14. The appellant's second ground includes the contention that "[t]he judge has failed to appreciate that enquiries to the Egyptian Embassy would not have been relevant as to whether the appellant is an Eritrean national". Of course, such enquiries could not have established anything about whether the appellant was an Eritrean national. But the judge did not rely on them for that purpose: the plain - and entirely proper - purpose of such enquiries was considered at paragraphs 28-29 to be established of Egyptian nationality.
15. The appellant's second ground also challenges the judge's reliance when assessing nationality on doubts about whether the appellant had told the truth about her age and the circumstances under which she managed to contact her mother in the UK, and the judge's reliance at paragraph 32 on such "failures and discrepancies". This ground lacks force and substance. In assessing the issue of nationality the judge was obliged to take into account all relevant factors, including the appellant's general credibility. The judge's specific reference in paragraph 3 to Article 4 of the Qualification Directive makes clear that he was applying the requisite holistic approach.

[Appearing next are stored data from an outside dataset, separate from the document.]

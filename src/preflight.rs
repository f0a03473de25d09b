//! Pre-flight check consulted before any generate or delete command.
//!
//! Writing source files while the host is compiling or running would race
//! with it, so the CLI refuses to start a workflow while the gate is closed.
//! The engine itself does not re-check mid-operation.

use std::path::PathBuf;

use crate::error::AppError;

/// Reports whether the host is busy.
pub trait PreflightGate {
    /// `Err(AppError::HostBusy)` while generation must not start.
    fn check(&self) -> Result<(), AppError>;
}

/// Closed while any of the marker files exists.
#[derive(Debug, Clone, Default)]
pub struct MarkerFileGate {
    markers: Vec<PathBuf>,
}

impl MarkerFileGate {
    pub fn new(markers: Vec<PathBuf>) -> Self {
        Self { markers }
    }
}

impl PreflightGate for MarkerFileGate {
    fn check(&self) -> Result<(), AppError> {
        match self.markers.iter().find(|marker| marker.exists()) {
            Some(marker) => {
                tracing::warn!(marker = %marker.display(), "Host busy, refusing to generate");
                Err(AppError::HostBusy(marker.display().to_string()))
            }
            None => Ok(()),
        }
    }
}
//! CLI module for enumgen.
//!
//! Subcommands:
//! - `generate`: Write enum files for one or more categories
//! - `delete`: Remove a category's generated file
//! - `preview`: Print a category's enum without writing it
//! - `status`: Show targets and the ledger
//! - `base-dir`: Show or change the output directory

mod generate;
mod preview;
mod status;

use std::path::PathBuf;

use clap::{Parser, Subcommand};

use crate::context::Context;

/// enumgen - Enum generator for project tags, layers and input axes
#[derive(Parser)]
#[command(name = "enumgen")]
#[command(about = "Generate C# enums for tags, layers, sorting layers and input axes")]
#[command(version)]
pub struct App {
    /// Run in verbose mode
    #[arg(short, long, global = true)]
    pub verbose: bool,

    /// Project directory (contains Assets/ and ProjectSettings/)
    #[arg(short, long, global = true, default_value = ".")]
    pub project: PathBuf,

    #[command(subcommand)]
    pub command: Command,
}

#[derive(Subcommand)]
pub enum Command {
    /// Generate enum files
    Generate {
        /// Categories to generate (tag, layer, sorting-layer, button)
        categories: Vec<String>,

        /// Generate every category
        #[arg(long, conflicts_with = "categories")]
        all: bool,

        /// Class name for the generated enum (single category only)
        #[arg(long)]
        class_name: Option<String>,

        /// Change the output directory before generating
        #[arg(long)]
        base_dir: Option<String>,

        /// Answer yes to every confirmation
        #[arg(short, long)]
        yes: bool,
    },

    /// Delete a generated enum file
    Delete {
        /// Category whose file to delete
        category: String,

        /// Answer yes to the confirmation
        #[arg(short, long)]
        yes: bool,
    },

    /// Print the enum that would be generated
    Preview {
        /// Category to render
        category: String,

        /// Class name for the generated enum
        #[arg(long)]
        class_name: Option<String>,
    },

    /// Show target paths and the ledger
    Status {
        /// Print as JSON
        #[arg(long)]
        json: bool,
    },

    /// Show or change the output directory
    BaseDir {
        /// New directory, relative to the source root
        dir: Option<String>,
    },
}

impl App {
    /// Run the CLI application.
    pub fn run(self) -> color_eyre::Result<()> {
        let ctx = Context::load(&self.project)?;
        match self.command {
            Command::Generate {
                ref categories,
                all,
                ref class_name,
                ref base_dir,
                yes,
            } => self.run_generate(
                &ctx,
                categories,
                all,
                class_name.as_deref(),
                base_dir.as_deref(),
                yes,
            ),
            Command::Delete { ref category, yes } => self.run_delete(&ctx, category, yes),
            Command::Preview {
                ref category,
                ref class_name,
            } => self.run_preview(&ctx, category, class_name.as_deref()),
            Command::Status { json } => self.run_status(&ctx, json),
            Command::BaseDir { ref dir } => self.run_base_dir(&ctx, dir.as_deref()),
        }
    }
}
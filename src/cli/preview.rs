//! Preview command handler.

use color_eyre::Result;

use crate::context::Context;
use crate::models::Category;

use super::App;

impl App {
    /// Print the artifact for one category without writing anything.
    pub fn run_preview(&self, ctx: &Context, category: &str, class_name: Option<&str>) -> Result<()> {
        let category: Category = category.parse()?;
        let mut engine = ctx.engine()?;
        if let Some(name) = class_name {
            engine.set_class_name(category, name)?;
        }

        let artifact = engine.preview(category)?;
        tracing::debug!(
            class = artifact.class_name(),
            members = artifact.members().len(),
            "Rendered preview"
        );
        print!("{}", artifact.text());
        Ok(())
    }
}
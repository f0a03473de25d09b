//! Classification of a requested write against the ledger.

use std::path::Path;

use serde::Serialize;

/// Where a category's file stands relative to a new target path.
#[derive(Debug, Clone, Copy, PartialEq, Eq, Serialize)]
#[serde(rename_all = "snake_case")]
pub enum FileState {
    /// Never written, or deleted since.
    Absent,
    /// Last written to the same path.
    SameTarget,
    /// Last written somewhere else.
    DifferentTarget,
}

/// Compare the ledger's recorded path with the freshly resolved target.
///
/// The recorded path is trusted as-is; whether the file still exists is
/// checked by delete and by the engine's startup pass, not here.
pub fn classify(last_recorded: Option<&Path>, new_target: &Path) -> FileState {
    let state = match last_recorded {
        None => FileState::Absent,
        Some(path) if path.as_os_str().is_empty() => FileState::Absent,
        Some(path) if path == new_target => FileState::SameTarget,
        Some(_) => FileState::DifferentTarget,
    };
    tracing::debug!(target = %new_target.display(), ?state, "Classified target");
    state
}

16. This appeal therefor fails. However, it may be this is not completely the end of the matter. Given the unusual circumstances of this case, and the fact that if one left entirely to one side the evidence of Egyptian nationality, the appellant would have realistic prospects of establishing she was Eritrean, I would merely observe that:
(i) if she is able to make diligent enquiries without delay of the Egyptian Embassy; and
(ii) the result of those enquiries was that they considered her not to be a national of Egypt,
then she would likely have a strong basis for making a fresh claim under paragraph 353.
17. To conclude:
The decision of the judge, being free of material legal error is upheld.
Direction Regarding Anonymity - Rule 14 of the Tribunal Procedure (Upper Tribunal) Rules 2008
Unless and until a Tribunal or court directs otherwise, the appellant is granted anonymity. No report of these proceedings shall directly or indirectly identify him or any member of their family. This direction applies both to the appellant and to the respondent. Failure to comply with this direction could lead to contempt of court proceedings.
Dr H H Storey
Judge of the Upper Tribunal
TO THE RESPONDENT
I have dismissed the appeal and therefore there can be no fee award.